Skip to content

isitsecure v0.1.0 — first public release

Choose a tag to compare

@jaurakunal jaurakunal released this 10 Jul 20:53

First public release — an AI-powered SAST + DAST + LLM security scanner for
modern web apps, run from a single command.

Added

Scanning

  • 40 rule-based scanners by default (44 with --depth deep): SAST, DAST, and
    special DAST scanners, plus optional LLM code review, triage, and AI fixes.
  • SAST → DAST feedback loop: static findings generate targeted live tests.
  • Scan depth (--depth quick|deep, default quick): quick runs the fast
    structural + error-based scanners in seconds; deep adds time-based (blind)
    SQL injection, active XSS, auth-bypass timing, rate-limit bursts, and
    password-reset probes.
  • Live Supabase RLS testing with the anon key in url-only mode: flags tables
    readable/writable without authentication, escalates to CRITICAL when a
    sensitive column (email, etc.) is exposed, and infers anon-INSERT exposure
    from the PostgREST error code.
  • Backend / infrastructure fingerprinting (Cloudflare, Vercel, Netlify, … plus
    Supabase).
  • Snapshot scanners: source-map leak (verified, not just present), mixed
    content, Subresource Integrity, and client-side exposure (Supabase
    service_role keys, internal URLs, unreplaced env placeholders).
  • Endpoint discovery: OpenAPI/Swagger probing, HTML form/link extraction,
    /{id} variant generation, and external API-base probing.
  • Authenticated cross-user IDOR / BOLA with owned-resource-id harvesting
    (--auth-email-b, --auth-password-b, --login-url).
  • Injection: path-parameter injection, broad SQL-error recognition
    (SQLAlchemy / sqlite3 / psycopg), time-based SQLi confirmation, and SSTI.
  • Stored XSS via inject-then-retrieve; allowlist-bypass open-redirect
    detection; OSV.dev dependency scanning.

Experience

  • Live scan narration: every phase and every scanner reports progress (with
    per-item sub-events) as a scrolling log, so long scans never look stuck —
    routed to stderr so piped --output json/sarif stays clean.
  • Auto-generated HTML report led by a plain-English "what this means for you"
    risk summary and action plan.
  • Security badge (SVG), SARIF export for GitHub code scanning, and a local web
    UI (isitsecure launch).
  • Framed, animated welcome banner.

Setup & onboarding

  • One-command installers — install.sh (macOS/Linux) and install.ps1
    (Windows): verify Python 3.11+/git, clone, create a virtual environment,
    install, and run first-time setup.
  • isitsecure setup installs the DAST browser and language servers, with
    --lsp / --check sub-flows; isitsecure launch also offers language-server
    setup.
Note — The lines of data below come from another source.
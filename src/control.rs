// ugBC - A retargetable BASIC compiler creating binaries for 8-bit home computers
// Copyright (C) 2026  Marcel Joachim Kloubert <marcel@kloubert.dev>
//
// This program is free software: you can redistribute it and/or modify
// it under the terms of the GNU Affero General Public License as published by
// the Free Software Foundation, either version 3 of the License, or
// (at your option) any later version.
//
// This program is distributed in the hope that it will be useful,
// but WITHOUT ANY WARRANTY; without even the implied warranty of
// MERCHANTABILITY or FITNESS FOR A PARTICULAR PURPOSE.  See the
// GNU Affero General Public License for more details.
//
// You should have received a copy of the GNU Affero General Public License
// along with this program.  If not, see <https://www.gnu.org/licenses/>.

//! The control-flow stack.
//!
//! Every block opener (`IF`, `FOR`, `DO`, `SELECT CASE`, `PROCEDURE`, ...)
//! pushes a frame carrying the labels minted for the block. Closers pop the
//! frame and verify its kind; a mismatch is a dedicated error. Frames left
//! open at the end of the program are reported with the opener's line.

use crate::error::{CompileError, ErrorCode, Span};
use crate::symbols::{ProcedureId, VariableId};

/// What follows `ON expr`.
#[derive(Debug, Clone, Copy, PartialEq, Eq)]
pub enum OnKind {
    Goto,
    Gosub,
    Proc,
}

/// Kind-specific state of a frame.
#[derive(Debug, Clone, PartialEq)]
pub enum FrameKind {
    If {
        /// Where the false branch of the current test jumps.
        else_label: String,
        else_seen: bool,
        /// Opened by a single-line `IF ... THEN` and closed at end of line.
        inline: bool,
    },
    On {
        kind: OnKind,
        value: VariableId,
        index: usize,
    },
    SelectCase {
        value: VariableId,
        /// Where a failing CASE test jumps.
        next_label: Option<String>,
        case_else: bool,
    },
    Do,
    While,
    Repeat,
    For {
        index: VariableId,
        to: VariableId,
        step: VariableId,
        /// Sign of a constant STEP; `None` when it is only known at runtime.
        step_positive: Option<bool>,
    },
    /// FOR inside a parallel procedure; bounds are per-thread.
    ForMt {
        index: VariableId,
        to: VariableId,
        step: VariableId,
        step_positive: Option<bool>,
    },
    GameLoop,
    Procedure {
        id: ProcedureId,
    },
}

impl FrameKind {
    pub fn is_loop(&self) -> bool {
        matches!(
            self,
            FrameKind::Do
                | FrameKind::While
                | FrameKind::Repeat
                | FrameKind::For { .. }
                | FrameKind::ForMt { .. }
                | FrameKind::GameLoop
        )
    }

    pub fn opener(&self) -> &'static str {
        match self {
            FrameKind::If { .. } => "IF",
            FrameKind::On { .. } => "ON",
            FrameKind::SelectCase { .. } => "SELECT CASE",
            FrameKind::Do => "DO",
            FrameKind::While => "WHILE",
            FrameKind::Repeat => "REPEAT",
            FrameKind::For { .. } | FrameKind::ForMt { .. } => "FOR",
            FrameKind::GameLoop => "BEGIN GAMELOOP",
            FrameKind::Procedure { .. } => "PROCEDURE",
        }
    }

    fn closer(&self) -> &'static str {
        match self {
            FrameKind::If { .. } => "ENDIF",
            FrameKind::On { .. } => "end of ON",
            FrameKind::SelectCase { .. } => "END SELECT",
            FrameKind::Do => "LOOP",
            FrameKind::While => "WEND",
            FrameKind::Repeat => "UNTIL",
            FrameKind::For { .. } | FrameKind::ForMt { .. } => "NEXT",
            FrameKind::GameLoop => "END GAMELOOP",
            FrameKind::Procedure { .. } => "END PROC",
        }
    }

    fn unclosed_code(&self) -> ErrorCode {
        match self {
            FrameKind::If { .. } => ErrorCode::IfWithoutEndif,
            FrameKind::For { .. } | FrameKind::ForMt { .. } => ErrorCode::ForWithoutNext,
            FrameKind::Do => ErrorCode::DoWithoutLoop,
            FrameKind::While => ErrorCode::WhileWithoutWend,
            FrameKind::Repeat => ErrorCode::RepeatWithoutUntil,
            FrameKind::SelectCase { .. } => ErrorCode::SelectWithoutEndSelect,
            _ => ErrorCode::UnclosedBlock,
        }
    }
}

/// An open block.
#[derive(Debug, Clone, PartialEq)]
pub struct Frame {
    pub kind: FrameKind,
    /// Label at the top of the block (loop restart point).
    pub start_label: String,
    /// Label after the block (EXIT, ENDIF, END SELECT target).
    pub end_label: String,
    pub procedure: Option<ProcedureId>,
    /// Source line of the opener.
    pub line: usize,
    pub span: Span,
}

#[derive(Debug, Default)]
pub struct ControlStack {
    frames: Vec<Frame>,
}

impl ControlStack {
    pub fn new() -> Self {
        Self::default()
    }

    /// Open a block whose labels derive from `base`.
    pub fn push(
        &mut self,
        kind: FrameKind,
        base: &str,
        procedure: Option<ProcedureId>,
        line: usize,
        span: Span,
    ) -> &Frame {
        self.frames.push(Frame {
            kind,
            start_label: base.to_string(),
            end_label: format!("{}_end", base),
            procedure,
            line,
            span,
        });
        &self.frames[self.frames.len() - 1]
    }

    pub fn top(&self) -> Option<&Frame> {
        self.frames.last()
    }

    pub fn top_mut(&mut self) -> Option<&mut Frame> {
        self.frames.last_mut()
    }

    pub fn depth(&self) -> usize {
        self.frames.len()
    }

    pub fn is_empty(&self) -> bool {
        self.frames.is_empty()
    }

    /// Pop the top frame if `accept` recognizes its kind, else fail with `code`.
    pub fn pop_expecting(
        &mut self,
        accept: impl Fn(&FrameKind) -> bool,
        code: ErrorCode,
        closer: &str,
    ) -> Result<Frame, CompileError> {
        match self.frames.pop() {
            Some(frame) if accept(&frame.kind) => Ok(frame),
            Some(frame) => {
                let error = CompileError::unlocated(
                    code,
                    format!(
                        "{} does not close {} opened at line {}",
                        closer,
                        frame.kind.opener(),
                        frame.line
                    ),
                );
                self.frames.push(frame);
                Err(error)
            }
            None => Err(CompileError::unlocated(
                code,
                format!("{} without an open block", closer),
            )),
        }
    }

    /// Check that the top frame has the expected kind without popping it.
    pub fn expect_top(
        &mut self,
        accept: impl Fn(&FrameKind) -> bool,
        code: ErrorCode,
        keyword: &str,
    ) -> Result<&mut Frame, CompileError> {
        match self.frames.last_mut() {
            Some(frame) if accept(&frame.kind) => Ok(frame),
            _ => Err(CompileError::unlocated(
                code,
                format!("{} outside of its block", keyword),
            )),
        }
    }

    /// End label of the `n`-th enclosing loop of the current procedure.
    ///
    /// Any `n` outside `1..=loops` is E145, including an `EXIT` with no loop
    /// around it and `EXIT 0`.
    pub fn exit_label(&self, n: usize) -> Result<String, CompileError> {
        let loops: Vec<&Frame> = self
            .frames
            .iter()
            .rev()
            .take_while(|f| !matches!(f.kind, FrameKind::Procedure { .. }))
            .filter(|f| f.kind.is_loop())
            .collect();
        if n == 0 || n > loops.len() {
            return Err(CompileError::unlocated(
                ErrorCode::ExitBeyondLoops,
                format!("EXIT {} exceeds the {} enclosing loop(s)", n, loops.len()),
            ));
        }
        Ok(loops[n - 1].end_label.clone())
    }

    /// Fail on the innermost block still open at the end of the program.
    pub fn verify_empty(&self) -> Result<(), CompileError> {
        match self.frames.last() {
            None => Ok(()),
            Some(frame) => Err(CompileError::new(
                frame.kind.unclosed_code(),
                format!(
                    "{} opened at line {} is never closed by {}",
                    frame.kind.opener(),
                    frame.line,
                    frame.kind.closer()
                ),
                frame.span,
            )),
        }
    }
}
LSP install is cross-platform (pip / npm / Homebrew) with per-OS
    guidance for anything it can't install directly.

Project

  • Repeatable benchmark harness (benchmarks/) with recall + false-positive
    scorecards and a per-instance scorer.
  • CI (GitHub Actions): test gate on Python 3.11 and 3.12.

Security

  • Hardened git clone against argument-injection RCE (scheme allow-list, --
    separator, GIT_ALLOW_PROTOCOL); scrub the GitHub token from git stderr.
  • Contained the AI-fix apply path to the repository (no arbitrary file write).
  • Loopback-only CORS on the web server (no wildcard origins).
  • API-key config file written 0600; credentials no longer replayed on
    cross-origin redirects.
  • Scrubbed leaked private-product identifiers from generic scanner logic.

Fixed

  • Per-resource findings (e.g. per-table RLS) were collapsed by fuzzy
    deduplication — now kept distinct.
  • Confirmed SSTI findings were silently discarded (swallowed NameError).
  • scan --output json produced invalid JSON when piped/redirected (Rich
    word-wrapping mid-string); now written raw so it always parses.
  • Cross-user REST IDOR now runs regardless of crawler-harvested resource ids.